How the Commissioner can resolve unforeseen or unintended outcomes in the law to create certainty.
What the CRP is
The Commissioner of Taxation has limited powers to modify the operation of tax law in circumstances where taxpayers will benefit, or at least be no worse off, as a result of the modification.
The Commissioner's remedial power (CRP) is a discretionary power. The Commissioner can use this power in limited circumstances where law change would otherwise be required to address instances where the law is not operating as intended by parliament. The CRP is used as a last resort when other options, such as administrative or interpretive approaches, are not adequate to resolve an issue.
The CRP may only be used to resolve general issues that arise for all taxpayers, or issues that impact a particular class of taxpayers. It can't be used to resolve specific issues affecting a particular individual. The CRP is not an alternative to objecting to a decision made by the Commissioner.
The CRP provides a streamlined process to create certainty for taxpayers.
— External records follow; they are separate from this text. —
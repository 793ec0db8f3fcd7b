//! Driver-version gates.
//!
//! Every version comparison the metadata synthesizer and binary generator
//! depend on is resolved once per input into a [`DriverQuirks`] record; the
//! emitters take it by reference and never compare raw version numbers.

use crate::cursor::Cursor;
use crate::numeric;

/// Version assumed when a supplied driver-info string cannot be parsed.
const NEWEST_DRIVER_VERSION: u32 = 99_999_909;

/// Driver-version-gated behavior switches.
#[derive(Debug, Clone, PartialEq, Eq)]
pub struct DriverQuirks {
    /// Resolved numeric driver version (`major*100 + minor`).
    pub driver_version: u32,
    /// The `.comment` driver-info string, synthesized when absent.
    pub driver_info: String,
    /// Metadata version line 104, constant buffer ids, UAV table layout.
    pub older_than_1124: bool,
    /// `hc` constant pointers, global-data symbol name, default ids.
    pub older_than_1384: bool,
    /// Private UAV size accounting.
    pub older_than_1598: bool,
    /// The kernel header duplicates `uavPrivate` in its first word
    /// (driver 1642.5 and newer).
    pub uav_private_in_header: bool,
    /// Read-only image inputs are numbered in reverse.
    pub reversed_input_order: bool,
}

impl DriverQuirks {
    /// Resolves the gates from an input's version number and optional
    /// driver-info string.
    pub fn resolve(driver_version: u32, driver_info: Option<&str>) -> Self {
        let (version, info) = match driver_info {
            None => {
                let major = driver_version / 100;
                let minor = driver_version % 100;
                (
                    driver_version,
                    format!(
                        "@(#) OpenCL 1.2 AMD-APP ({major}.{minor}).  \
                         Driver version: {major}.{minor} (VM)"
                    ),
                )
            }
            Some(info) if driver_version == 0 => (
                parse_version_from_info(info).unwrap_or(NEWEST_DRIVER_VERSION),
                info.to_string(),
            ),
            Some(info) => (driver_version, info.to_string()),
        };
        DriverQuirks {
            driver_version: version,
            driver_info: info,
            older_than_1124: version < 112_402,
            older_than_1384: version < 138_405,
            older_than_1598: version < 159_805,
            uav_private_in_header: version >= 164_205,
            reversed_input_order: version == 101_602 || version == 112_402,
        }
    }
}

/// Extracts `major*100 + minor` from an `AMD-APP (<maj>.<min>)` marker.
fn parse_version_from_info(info: &str) -> Option<u32> {
    let pos = info.find("AMD-APP")?;
    let rest = &info[pos + 7..];
    let open = rest.find('(')?;
    let mut cur = Cursor::new(&rest[open + 1..], 0);
    let major = numeric::parse_uint(&mut cur, 32).ok()?;
    if !cur.eat(b'.') {
        return None;
    }
    let minor = numeric::parse_uint(&mut cur, 32).ok()?;
    Some((major * 100 + minor) as u32)
}

#[cfg(test)]
mod tests {
    use super::*;

    #[test]
    fn synthesizes_driver_info() {
        let q = DriverQuirks::resolve(150005, None);
        assert_eq!(
            q.driver_info,
            "@(#) OpenCL 1.2 AMD-APP (1500.5).  Driver version: 1500.5 (VM)"
        );
        assert_eq!(q.driver_version, 150005);
        assert!(!q.older_than_1124);
        assert!(!q.older_than_1384);
        assert!(q.older_than_1598);
        assert!(!q.uav_private_in_header);
    }

    #[test]
    fn parses_version_from_info() {
        let q = DriverQuirks::resolve(0, Some("@(#) OpenCL 1.2 AMD-APP (1124.2)"));
        assert_eq!(q.driver_version, 112402);
        assert!(q.reversed_input_order);
        assert!(!q.older_than_1124);
        let q = DriverQuirks::resolve(0, Some("no marker here"));
        assert_eq!(q.driver_version, 99_999_909);
    }

    #[test]
    fn version_gates() {
        let q = DriverQuirks::resolve(100000, None);
        assert!(q.older_than_1124);
        assert!(q.older_than_1384);
        let q = DriverQuirks::resolve(164205, None);
        assert!(q.uav_private_in_header);
        let q = DriverQuirks::resolve(101602, None);
        assert!(q.reversed_input_order);
    }
}
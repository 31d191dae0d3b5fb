//! Name derivation and literal rendering for emitted code.

/// Converts a snake_case method name to CamelCase for envelope type names.
pub fn to_camel_case(s: &str) -> String {
    s.split('_')
        .map(|w| {
            let mut chars = w.chars();
            match chars.next() {
                Some(first) => first.to_uppercase().collect::<String>() + chars.as_str(),
                None => String::new(),
            }
        })
        .collect()
}

/// Envelope type name for one (owner, method) pair, e.g.
/// `RespMyApiCreateOrder`.
pub fn envelope_name(owner: &str, method: &str) -> String {
    format!("Resp{}{}", owner, to_camel_case(method))
}

/// Renders a Rust string literal, quotes included.
///
/// Everything interpolated into emitted code from annotation text (routes,
/// aliases, defaults, enum members, messages) goes through here so a stray
/// quote or backslash cannot break the output.
pub fn quote_str(s: &str) -> String {
    let mut out = String::with_capacity(s.len() + 2);
    out.push('"');
    for ch in s.chars() {
        match ch {
            '"' => out.push_str("\\\""),
            '\\' => out.push_str("\\\\"),
            '\n' => out.push_str("\\n"),
            '\r' => out.push_str("\\r"),
            '\t' => out.push_str("\\t"),
            _ => out.push(ch),
        }
    }
    out.push('"');
    out
}

#[cfg(test)]
mod tests {
    use super::*;

    #[test]
    fn test_to_camel_case() {
        assert_eq!(to_camel_case("create_order"), "CreateOrder");
        assert_eq!(to_camel_case("profile"), "Profile");
        assert_eq!(to_camel_case(""), "");
    }

    #[test]
    fn test_envelope_name() {
        assert_eq!(envelope_name("MyApi", "profile"), "RespMyApiProfile");
        assert_eq!(envelope_name("OtherApi", "create_user"), "RespOtherApiCreateUser");
    }

    #[test]
    fn test_quote_str_plain() {
        assert_eq!(quote_str("user"), "\"user\"");
    }

    #[test]
    fn test_quote_str_escapes() {
        assert_eq!(quote_str("a\"b\\c"), "\"a\\\"b\\\\c\"");
        assert_eq!(quote_str("line\nbreak"), "\"line\\nbreak\"");
    }
}
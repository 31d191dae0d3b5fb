//! Validation-condition parsing and normalization.
//!
//! A field's raw condition string is a comma-separated list where each item
//! is either the bare keyword `required` or `key=value`. Recognized keys:
//! `required`, `paramname`, `enum`, `default`, `min`, `max`. The grammar is
//! exact: no whitespace is stripped around keys or values, and a condition
//! holding more than one `=` is malformed.
//!
//! Parsed rules are stable-sorted into the fixed precedence
//! required → param-alias → minimum → maximum → default → enum, independent
//! of authored order. Unrecognized keys and unparseable integer literals
//! drop only the offending condition, with a diagnostic.

use crate::diagnostics::Diagnostics;
use crate::model::{FieldType, RuleKind, ValidationRule};

/// Parses one field's condition string into its normalized rule list.
///
/// `location` identifies the field in diagnostics (`Struct.field`). The
/// returned list may be empty; the caller decides whether that drops the
/// field.
pub fn parse_conditions(
    raw: &str,
    ty: FieldType,
    location: &str,
    diags: &mut Diagnostics,
) -> Vec<ValidationRule> {
    let mut rules = Vec::new();
    for condition in raw.split(',') {
        match condition.split_once('=') {
            None => match condition {
                "required" => rules.push(ValidationRule::bare(RuleKind::Required)),
                other => diags.record(
                    location,
                    "UnknownCondition",
                    format!("unrecognized condition `{other}`"),
                ),
            },
            Some((key, value)) => {
                // A second `=` makes the condition malformed, not a value.
                if value.contains('=') {
                    diags.record(
                        location,
                        "UnknownCondition",
                        format!("malformed condition `{condition}`"),
                    );
                    continue;
                }
                match key {
                    // A value on `required` is legal and ignored.
                    "required" => rules.push(ValidationRule::bare(RuleKind::Required)),
                    "paramname" => rules.push(ValidationRule::text(RuleKind::ParamAlias, value)),
                    "enum" => rules.push(ValidationRule::text(RuleKind::Enum, value)),
                    "default" => match ty {
                        FieldType::Integer => {
                            push_int_rule(&mut rules, RuleKind::Default, value, location, diags)
                        }
                        FieldType::Text => {
                            rules.push(ValidationRule::text(RuleKind::Default, value))
                        }
                    },
                    "min" => push_int_rule(&mut rules, RuleKind::Minimum, value, location, diags),
                    "max" => push_int_rule(&mut rules, RuleKind::Maximum, value, location, diags),
                    other => diags.record(
                        location,
                        "UnknownCondition",
                        format!("unrecognized condition key `{other}`"),
                    ),
                }
            }
        }
    }
    // Stable sort: fixed precedence across kinds, authored order within one.
    rules.sort_by_key(|rule| rule.kind);
    rules
}

fn push_int_rule(
    rules: &mut Vec<ValidationRule>,
    kind: RuleKind,
    value: &str,
    location: &str,
    diags: &mut Diagnostics,
) {
    match value.parse::<i64>() {
        Ok(parsed) => rules.push(ValidationRule::int(kind, parsed)),
        Err(_) => diags.record(
            location,
            "BadIntValue",
            format!("`{value}` is not an integer, condition dropped"),
        ),
    }
}
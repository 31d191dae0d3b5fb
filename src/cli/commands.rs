use std::fs;
use std::path::PathBuf;

use anyhow::{Context, Result};
use clap::Parser;
use tracing::info;
use tracing_subscriber::EnvFilter;

use crate::diagnostics::Diagnostics;
use crate::generator::{format_source, generate, ErrorRegistry};
use crate::model::load_source;

/// Command-line interface for the apigen code generator.
///
/// Reads one annotated declaration file and writes the generated
/// validation/dispatch module next to it (or wherever `dest` points).
#[derive(Parser)]
#[command(name = "apigen-gen", version)]
#[command(
    about = "Generate HTTP validation and dispatch code from annotated declarations",
    long_about = None
)]
pub struct Cli {
    /// Path to the annotated declaration file
    pub source: PathBuf,

    /// Path the generated module is written to
    pub dest: PathBuf,

    /// Skip running rustfmt on the generated output
    #[arg(long, default_value_t = false)]
    pub no_fmt: bool,

    /// Increase log verbosity (RUST_LOG still takes precedence)
    #[arg(short, long, default_value_t = false)]
    pub verbose: bool,
}

/// Parse arguments and run one generation pass.
///
/// # Errors
///
/// Returns an error if:
/// - The declaration file cannot be read or parsed as Rust source
/// - The generated module cannot be written to `dest`
///
/// Annotation-level anomalies do not fail the run; they are collected and
/// printed as a summary after the output file is written.
pub fn run() -> Result<()> {
    let cli = Cli::parse();
    init_tracing(cli.verbose);
    generate_to_file(&cli)
}

fn init_tracing(verbose: bool) {
    let filter = EnvFilter::try_from_default_env()
        .unwrap_or_else(|_| EnvFilter::new(if verbose { "debug" } else { "info" }));
    tracing_subscriber::fmt().with_env_filter(filter).init();
}

fn generate_to_file(cli: &Cli) -> Result<()> {
    let mut diags = Diagnostics::new();
    let api = load_source(&cli.source, &mut diags)?;
    info!(
        structs = api.structs().len(),
        handlers = api.handlers.len(),
        "extracted declaration model"
    );

    let registry = ErrorRegistry::new();
    let mut output = generate(&api, &registry, &mut diags);

    if !cli.no_fmt {
        match format_source(&output) {
            Ok(formatted) => output = formatted,
            Err(err) => eprintln!("⚠️ rustfmt failed, writing unformatted output: {err:#}"),
        }
    }

    fs::write(&cli.dest, &output)
        .with_context(|| format!("failed to write generated module to {}", cli.dest.display()))?;

    diags.print_summary();
    println!("✅ Generated {}", cli.dest.display());
    Ok(())
}
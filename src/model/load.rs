//! Entry points for reading and parsing a declaration file.

use std::fs;
use std::path::Path;

use anyhow::{Context, Result};
use tracing::debug;

use crate::diagnostics::Diagnostics;
use crate::model::{build_api_description, ApiDescription};

/// Parses declaration source text into an [`ApiDescription`].
///
/// # Errors
///
/// Returns an error if the text is not a parseable Rust source file; this is
/// the one fatal failure of the pipeline. Annotation-level anomalies land in
/// `diags` instead.
pub fn parse_source(content: &str, diags: &mut Diagnostics) -> Result<ApiDescription> {
    let file = syn::parse_file(content).context("failed to parse declaration source")?;
    Ok(build_api_description(&file, diags))
}

/// Reads and parses the declaration file at `path`.
///
/// # Errors
///
/// Returns an error if the file cannot be read or does not parse.
pub fn load_source(path: &Path, diags: &mut Diagnostics) -> Result<ApiDescription> {
    debug!(path = %path.display(), "loading declaration source");
    let content = fs::read_to_string(path)
        .with_context(|| format!("failed to read source file {}", path.display()))?;
    parse_source(&content, diags)
}
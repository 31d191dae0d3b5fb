//! Askama data structs for each emitted construct.
//!
//! Templates live under `templates/` with escaping disabled; all dynamic
//! expression-level text (literals, field blocks) is precomputed by
//! [`checks`](super::checks) and [`naming`](super::naming) so the templates
//! stay purely structural.

use askama::Template;

use crate::generator::naming::quote_str;
use crate::generator::registry::ErrorRegistry;

/// File header: generated-file notice, lint allowances, imports.
#[derive(Template)]
#[template(path = "header.rs.txt", escape = "none")]
pub struct HeaderTemplate;

/// One well-known error constructor in the generated runtime.
pub struct ErrorEntry {
    pub ident: String,
    /// Message rendered as a quoted Rust literal.
    pub message_lit: String,
    pub status: u16,
}

/// Shared runtime: error impls, well-known error table, transport helpers.
#[derive(Template)]
#[template(path = "runtime.rs.txt", escape = "none")]
pub struct RuntimeTemplate {
    pub auth_header: &'static str,
    pub auth_token: &'static str,
    pub errors: Vec<ErrorEntry>,
}

impl RuntimeTemplate {
    pub fn new(
        auth_header: &'static str,
        auth_token: &'static str,
        registry: &ErrorRegistry,
    ) -> Self {
        let errors = registry
            .entries()
            .iter()
            .map(|entry| ErrorEntry {
                ident: entry.ident.to_string(),
                message_lit: quote_str(entry.message),
                status: entry.status.as_u16(),
            })
            .collect();
        RuntimeTemplate {
            auth_header,
            auth_token,
            errors,
        }
    }
}

/// Response envelope for one (owner, method) pair.
#[derive(Template)]
#[template(path = "envelope.rs.txt", escape = "none")]
pub struct EnvelopeTemplate {
    pub name: String,
    pub result_type: String,
}

/// One generated handler method.
#[derive(Template)]
#[template(path = "handler.rs.txt", escape = "none")]
pub struct HandlerTemplate {
    pub owner: String,
    pub handler_fn: String,
    pub business_fn: String,
    pub params_type: String,
    pub envelope: String,
    pub post_only: bool,
    pub auth: bool,
    /// Precomputed extraction/validation lines, one block per field.
    pub field_blocks: Vec<String>,
    /// Field names in declaration order, for struct construction.
    pub field_names: Vec<String>,
    /// Close the construction with `..Default::default()` when the struct
    /// declares fields no descriptor covers.
    pub fill_default: bool,
}

/// One dispatch arm inside a generated `serve_http`.
pub struct RouteArm {
    /// Route path rendered as a quoted Rust literal.
    pub path_lit: String,
    pub handler_fn: String,
}

/// Per-owner dispatcher.
#[derive(Template)]
#[template(path = "dispatch.rs.txt", escape = "none")]
pub struct DispatchTemplate {
    pub owner: String,
    pub routes: Vec<RouteArm>,
}
//! Proc-macro companion for `apigen`.
//!
//! The generator reads `#[api_validator("...")]` field attributes purely
//! syntactically, so it never needs this crate. Annotated declaration files
//! do: Rust rejects unknown field attributes unless a derive registers them
//! as helpers. `#[derive(ApiValidator)]` is that registration and nothing
//! else; it expands to an empty token stream.

use proc_macro::TokenStream;
use quote::quote;
use syn::{parse_macro_input, DeriveInput};

/// Registers the `api_validator` helper attribute on a parameter struct.
///
/// ```ignore
/// #[derive(ApiValidator)]
/// pub struct CreateParams {
///     #[api_validator("required,min=10")]
///     pub login: String,
/// }
/// ```
#[proc_macro_derive(ApiValidator, attributes(api_validator))]
pub fn derive_api_validator(input: TokenStream) -> TokenStream {
    let _input = parse_macro_input!(input as DeriveInput);
    quote! {}.into()
}
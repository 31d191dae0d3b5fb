//! The fixed table of well-known errors shared by all generated handlers.
//!
//! Constructed once per run and passed by reference into emission; the
//! entries double as the source for the runtime error constructors in the
//! generated output, so the table order is the emission order.

use http::StatusCode;

/// One pre-built structured error in the generated runtime.
#[derive(Debug, Clone, Copy, PartialEq, Eq)]
pub struct WellKnownError {
    /// Constructor function name in the generated output.
    pub ident: &'static str,
    pub status: StatusCode,
    pub message: &'static str,
}

/// Immutable registry of the five shared errors.
#[derive(Debug, Clone)]
pub struct ErrorRegistry {
    entries: [WellKnownError; 5],
}

impl ErrorRegistry {
    pub fn new() -> Self {
        ErrorRegistry {
            entries: [
                WellKnownError {
                    ident: "err_unknown_route",
                    status: StatusCode::NOT_FOUND,
                    message: "unknown route",
                },
                WellKnownError {
                    ident: "err_method_not_allowed",
                    status: StatusCode::NOT_ACCEPTABLE,
                    message: "method not allowed",
                },
                WellKnownError {
                    ident: "err_missing_value",
                    status: StatusCode::BAD_REQUEST,
                    message: "missing required value",
                },
                WellKnownError {
                    ident: "err_internal",
                    status: StatusCode::INTERNAL_SERVER_ERROR,
                    message: "internal failure",
                },
                WellKnownError {
                    ident: "err_unauthorized",
                    status: StatusCode::FORBIDDEN,
                    message: "unauthorized",
                },
            ],
        }
    }

    /// Entries in emission order.
    pub fn entries(&self) -> &[WellKnownError] {
        &self.entries
    }

    pub fn unknown_route(&self) -> &WellKnownError {
        &self.entries[0]
    }

    pub fn method_not_allowed(&self) -> &WellKnownError {
        &self.entries[1]
    }

    pub fn missing_value(&self) -> &WellKnownError {
        &self.entries[2]
    }

    pub fn internal(&self) -> &WellKnownError {
        &self.entries[3]
    }

    pub fn unauthorized(&self) -> &WellKnownError {
        &self.entries[4]
    }
}

impl Default for ErrorRegistry {
    fn default() -> Self {
        Self::new()
    }
}
//! Soft-anomaly reporting for the generation pipeline.
//!
//! Extraction, normalization, and emission never abort on a bad annotation:
//! the offending field, condition, or handler is dropped and the anomaly is
//! recorded here. The collector is threaded mutably through the pipeline and
//! printed as a summary once generation finishes.

use tracing::warn;

/// A single recorded anomaly: where it happened, a short machine-readable
/// kind, and a human-readable message.
#[derive(Debug, Clone, PartialEq, Eq)]
pub struct Diagnostic {
    pub location: String,
    pub kind: String,
    pub message: String,
}

impl Diagnostic {
    pub fn new(
        location: impl Into<String>,
        kind: impl Into<String>,
        message: impl Into<String>,
    ) -> Self {
        Diagnostic {
            location: location.into(),
            kind: kind.into(),
            message: message.into(),
        }
    }
}

/// Ordered collection of anomalies for one generation run.
#[derive(Debug, Default)]
pub struct Diagnostics {
    issues: Vec<Diagnostic>,
}

impl Diagnostics {
    pub fn new() -> Self {
        Self::default()
    }

    /// Records one anomaly and mirrors it to the log.
    pub fn record(
        &mut self,
        location: impl Into<String>,
        kind: impl Into<String>,
        message: impl Into<String>,
    ) {
        let issue = Diagnostic::new(location, kind, message);
        warn!(
            location = %issue.location,
            kind = %issue.kind,
            "{}",
            issue.message
        );
        self.issues.push(issue);
    }

    pub fn issues(&self) -> &[Diagnostic] {
        &self.issues
    }

    pub fn is_empty(&self) -> bool {
        self.issues.is_empty()
    }

    pub fn len(&self) -> usize {
        self.issues.len()
    }

    /// Prints every recorded anomaly to stderr. Intended for the CLI surface
    /// after the output file has been written.
    pub fn print_summary(&self) {
        if self.issues.is_empty() {
            return;
        }
        eprintln!("\n⚠️ Generation finished with {} issue(s):\n", self.issues.len());
        for issue in &self.issues {
            eprintln!("[{}] {}: {}", issue.kind, issue.location, issue.message);
        }
        eprintln!();
    }
}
This facilitates the timelier resolution of unforeseen or unintended outcomes in tax and superannuation law than primary law change. It also allows legislative resources to be prioritised towards more significant changes.
The CRP may be applicable where the current law is producing unintended, negative impacts for taxpayers, or is creating excessive compliance costs. The CRP has legal limitations and any modifications made using the power must:
- not be inconsistent with the intended purpose or object of the law
- be reasonable, having regard to
- the intended purpose or object of the law
- whether the cost of compliance is disproportionate to that intended purpose or object
- have a negligible budget impact.
Limitations on exercising the CRP
The Commissioner can only exercise the power where the following legislative criteria have been satisfied.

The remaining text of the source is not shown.